Jennifer Burcu Düner (born 20 August 1979), aka Jennifer Düner in Germany and Burcu Düner in Turkey, is a German-born Turkish former football midfielde. After playing in German clubs she moved to Turkey. Lately she played in the Turkish Women's Second League for Bursa Sağlıkgücü Gençlikspor with jersey number 13. She was a member of the Turkish national team in 2010.

Career

Club
Jennifer Düner played in Germany for the Frauen-Bundesliga clubs FFC Flaesheim-Hillen (1999–2001), FFC Heike Rheine (2001–2004) and SG Wattenscheid 09 (2007–2008) in the forward position.

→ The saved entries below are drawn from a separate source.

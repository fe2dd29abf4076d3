// Copyright 2025 Modalith (https://github.com/modalith)
//
// This program is free software: you can redistribute it and/or modify
// it under the terms of the GNU Affero General Public License as published by
// the Free Software Foundation, either version 3 of the License, or
// (at your option) any later version.
//
// This program is distributed in the hope that it will be useful,
// but WITHOUT ANY WARRANTY; without even the implied warranty of
// MERCHANTABILITY or FITNESS FOR A PARTICULAR PURPOSE. See the
// GNU Affero General Public License for more details.
//
// You should have received a copy of the GNU Affero General Public License
// along with this program. If not, see <https://www.gnu.org/licenses/>.

use chrono::{DateTime, Utc};
use serde::{Deserialize, Serialize};
use uuid::Uuid;

use crate::scope::TenantScope;

pub const API_KEY_STATUS_ACTIVE: &str = "active";
pub const API_KEY_STATUS_REVOKED: &str = "revoked";

/// Stored API-key credential. Only the salted hash is persisted.
#[derive(Debug, Clone, PartialEq, Serialize, Deserialize)]
pub struct ApiKeyRecord {
    pub id: String,
    pub name: String,
    pub key_hash: String,
    #[serde(default, skip_serializing_if = "Option::is_none")]
    pub org_id: Option<String>,
    #[serde(default, skip_serializing_if = "Option::is_none")]
    pub site_id: Option<String>,
    #[serde(default, skip_serializing_if = "Option::is_none")]
    pub stream_id: Option<String>,
    pub status: String,
    #[serde(default, skip_serializing_if = "Option::is_none")]
    pub scopes: Option<Vec<String>>,
    #[serde(default, skip_serializing_if = "Option::is_none")]
    pub last_used_at: Option<DateTime<Utc>>,
    pub created_at: DateTime<Utc>,
    pub updated_at: DateTime<Utc>,
}

impl ApiKeyRecord {
    pub fn new(name: impl Into<String>, key_hash: impl Into<String>) -> Self {
        let now = Utc::now();
        Self {
            id: Uuid::new_v4().to_string(),
            name: name.into(),
            key_hash: key_hash.into(),
            org_id: None,
            site_id: None,
            stream_id: None,
            status: API_KEY_STATUS_ACTIVE.to_string(),
            scopes: None,
            last_used_at: None,
            created_at: now,
            updated_at: now,
        }
    }

    pub fn is_active(&self) -> bool {
        self.status == API_KEY_STATUS_ACTIVE
    }

    pub fn scope(&self) -> TenantScope {
        TenantScope::new(
            self.org_id.clone(),
            self.site_id.clone(),
            self.stream_id.clone(),
        )
    }

    pub fn touch_last_used(&mut self) {
        let now = Utc::now();
        self.last_used_at = Some(now);
        self.updated_at = super::bump_updated_at(self.updated_at);
    }
}

#[cfg(test)]
mod tests {
    use super::*;

    #[test]
    fn new_keys_are_active() {
        let record = ApiKeyRecord::new("ci", "abc123");
        assert!(record.is_active());
        assert!(record.last_used_at.is_none());
        assert_eq!(record.created_at, record.updated_at);
    }

    #[test]
    fn touch_advances_updated_at() {
        let mut record = ApiKeyRecord::new("ci", "abc123");
        let before = record.updated_at;
        record.touch_last_used();
        assert!(record.updated_at > before);
        assert!(record.last_used_at.is_some());
    }
}
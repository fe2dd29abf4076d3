// Copyright 2025 Modalith (https://github.com/modalith)
//
// This program is free software: you can redistribute it and/or modify
// it under the terms of the GNU Affero General Public License as published by
// the Free Software Foundation, either version 3 of the License, or
// (at your option) any later version.
//
// This program is distributed in the hope that it will be useful,
// but WITHOUT ANY WARRANTY; without even the implied warranty of
// MERCHANTABILITY or FITNESS FOR A PARTICULAR PURPOSE. See the
// GNU Affero General Public License for more details.
//
// You should have received a copy of the GNU Affero General Public License
// along with this program. If not, see <https://www.gnu.org/licenses/>.

//! Store interfaces, one per entity kind.
//!
//! Each kind has a fixed operation set; backends implement every trait and
//! the dual façade wraps any two implementations. Register operations take a
//! fully-constructed record, persist it, and hand it back so callers (and the
//! façade's secondary upsert) see the stored value.

use std::collections::BTreeMap;
use std::sync::Arc;

use chrono::{DateTime, Utc};
use modalith_core::entities::{
    AbacPolicy, ApiKeyRecord, ChaosPolicy, ChaosRun, DeviceRecord, ModelRecord, OcrConnector,
    PrivacyPolicy, RoleBindings, TrainingJob, WorkflowRun, WorkflowSpec,
};

use crate::error::Result;

pub trait RbacStore: Send + Sync {
    fn load_role_bindings(&self) -> Result<RoleBindings>;
    fn save_role_bindings(&self, bindings: &RoleBindings) -> Result<()>;
}

pub trait AbacStore: Send + Sync {
    fn load_policies(&self) -> Result<Vec<AbacPolicy>>;
    fn save_policies(&self, policies: &[AbacPolicy]) -> Result<()>;
}

pub trait PrivacyStore: Send + Sync {
    fn load_policies(&self) -> Result<Vec<PrivacyPolicy>>;
    fn save_policies(&self, policies: &[PrivacyPolicy]) -> Result<()>;
    fn register_policy(&self, policy: PrivacyPolicy) -> Result<PrivacyPolicy>;
    fn update_policy(&self, policy: PrivacyPolicy) -> Result<PrivacyPolicy>;
}

pub trait FleetStore: Send + Sync {
    fn load_devices(&self) -> Result<Vec<DeviceRecord>>;
    fn save_devices(&self, devices: &[DeviceRecord]) -> Result<()>;
    fn register_device(&self, device: DeviceRecord) -> Result<DeviceRecord>;
    fn update_device(&self, device: DeviceRecord) -> Result<DeviceRecord>;
    fn update_device_status(
        &self,
        device_id: &str,
        status: &str,
        last_seen_at: Option<DateTime<Utc>>,
    ) -> Result<Option<DeviceRecord>>;
}

pub trait WorkflowStore: Send + Sync {
    fn load_workflows(&self) -> Result<Vec<WorkflowSpec>>;
    fn save_workflows(&self, workflows: &[WorkflowSpec]) -> Result<()>;
    fn register_workflow(&self, workflow: WorkflowSpec) -> Result<WorkflowSpec>;
    fn update_workflow(&self, workflow: WorkflowSpec) -> Result<WorkflowSpec>;
    fn load_workflow_runs(&self) -> Result<Vec<WorkflowRun>>;
    fn save_workflow_runs(&self, runs: &[WorkflowRun]) -> Result<()>;
    fn register_workflow_run(&self, run: WorkflowRun) -> Result<WorkflowRun>;
    fn update_workflow_run(&self, run: WorkflowRun) -> Result<WorkflowRun>;
    fn list_workflow_runs(
        &self,
        workflow_id: Option<&str>,
        limit: Option<usize>,
    ) -> Result<Vec<WorkflowRun>>;
}

pub trait DataFactoryStore: Send + Sync {
    fn load_models(&self) -> Result<Vec<ModelRecord>>;
    fn save_models(&self, models: &[ModelRecord]) -> Result<()>;
    fn register_model(&self, model: ModelRecord) -> Result<ModelRecord>;
    fn update_model(&self, model: ModelRecord) -> Result<ModelRecord>;
    fn load_training_jobs(&self) -> Result<Vec<TrainingJob>>;
    fn save_training_jobs(&self, jobs: &[TrainingJob]) -> Result<()>;
    fn register_training_job(&self, job: TrainingJob) -> Result<TrainingJob>;
    fn update_training_job(&self, job: TrainingJob) -> Result<TrainingJob>;
    fn get_training_job(&self, job_id: &str) -> Result<Option<TrainingJob>>;
    fn list_training_jobs(
        &self,
        status: Option<&str>,
        limit: Option<usize>,
    ) -> Result<Vec<TrainingJob>>;
    fn mark_training_job_running(&self, job_id: &str) -> Result<TrainingJob>;
    fn mark_training_job_completed(
        &self,
        job_id: &str,
        output: Option<BTreeMap<String, serde_json::Value>>,
        metrics: Option<BTreeMap<String, serde_json::Value>>,
    ) -> Result<TrainingJob>;
    fn mark_training_job_failed(&self, job_id: &str, error: Option<String>) -> Result<TrainingJob>;
    fn mark_training_job_canceled(&self, job_id: &str) -> Result<TrainingJob>;
}

pub trait ConnectorStore: Send + Sync {
    fn load_ocr_connectors(&self) -> Result<Vec<OcrConnector>>;
    fn save_ocr_connectors(&self, connectors: &[OcrConnector]) -> Result<()>;
    fn register_ocr_connector(&self, connector: OcrConnector) -> Result<OcrConnector>;
    fn update_ocr_connector(&self, connector: OcrConnector) -> Result<OcrConnector>;
}

pub trait ApiKeyStore: Send + Sync {
    fn load_api_keys(&self) -> Result<Vec<ApiKeyRecord>>;
    fn save_api_keys(&self, api_keys: &[ApiKeyRecord]) -> Result<()>;
    fn register_api_key(&self, api_key: ApiKeyRecord) -> Result<ApiKeyRecord>;
    fn update_api_key(&self, api_key: ApiKeyRecord) -> Result<ApiKeyRecord>;
}

pub trait ChaosStore: Send + Sync {
    fn load_chaos_policies(&self) -> Result<Vec<ChaosPolicy>>;
    fn save_chaos_policies(&self, policies: &[ChaosPolicy]) -> Result<()>;
    fn register_chaos_policy(&self, policy: ChaosPolicy) -> Result<ChaosPolicy>;
    fn load_chaos_runs(&self) -> Result<Vec<ChaosRun>>;
    fn save_chaos_runs(&self, runs: &[ChaosRun]) -> Result<()>;
    fn register_chaos_run(&self, run: ChaosRun) -> Result<ChaosRun>;
}

/// All store kinds wired to one logical backend (or the dual façade).
#[derive(Clone)]
pub struct StoreBundle {
    pub rbac: Arc<dyn RbacStore>,
    pub abac: Arc<dyn AbacStore>,
    pub privacy: Arc<dyn PrivacyStore>,
    pub fleet: Arc<dyn FleetStore>,
    pub workflows: Arc<dyn WorkflowStore>,
    pub data_factory: Arc<dyn DataFactoryStore>,
    pub connectors: Arc<dyn ConnectorStore>,
    pub api_keys: Arc<dyn ApiKeyStore>,
    pub chaos: Arc<dyn ChaosStore>,
}

impl StoreBundle {
    /// Bundle where every kind is served by one backend value.
    pub fn from_backend<B>(backend: Arc<B>) -> Self
    where
        B: RbacStore
            + AbacStore
            + PrivacyStore
            + FleetStore
            + WorkflowStore
            + DataFactoryStore
            + ConnectorStore
            + ApiKeyStore
            + ChaosStore
            + 'static,
    {
        Self {
            rbac: backend.clone(),
            abac: backend.clone(),
            privacy: backend.clone(),
            fleet: backend.clone(),
            workflows: backend.clone(),
            data_factory: backend.clone(),
            connectors: backend.clone(),
            api_keys: backend.clone(),
            chaos: backend,
        }
    }
}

She received her license in Turkey on 4 February 2009 from Sakarya Yenikent Güneşspor, where she played until October that year. For the 2009–10 season, Burcu Düner transferred to Bursa Sağlıkgücü Gençlikspor. There, she played two seasons.

International
Jennifer Düner made her international debut in the Germany U-19 team at the UEFA Under-19 European Championship play-off match against Poland on 14 October 1997.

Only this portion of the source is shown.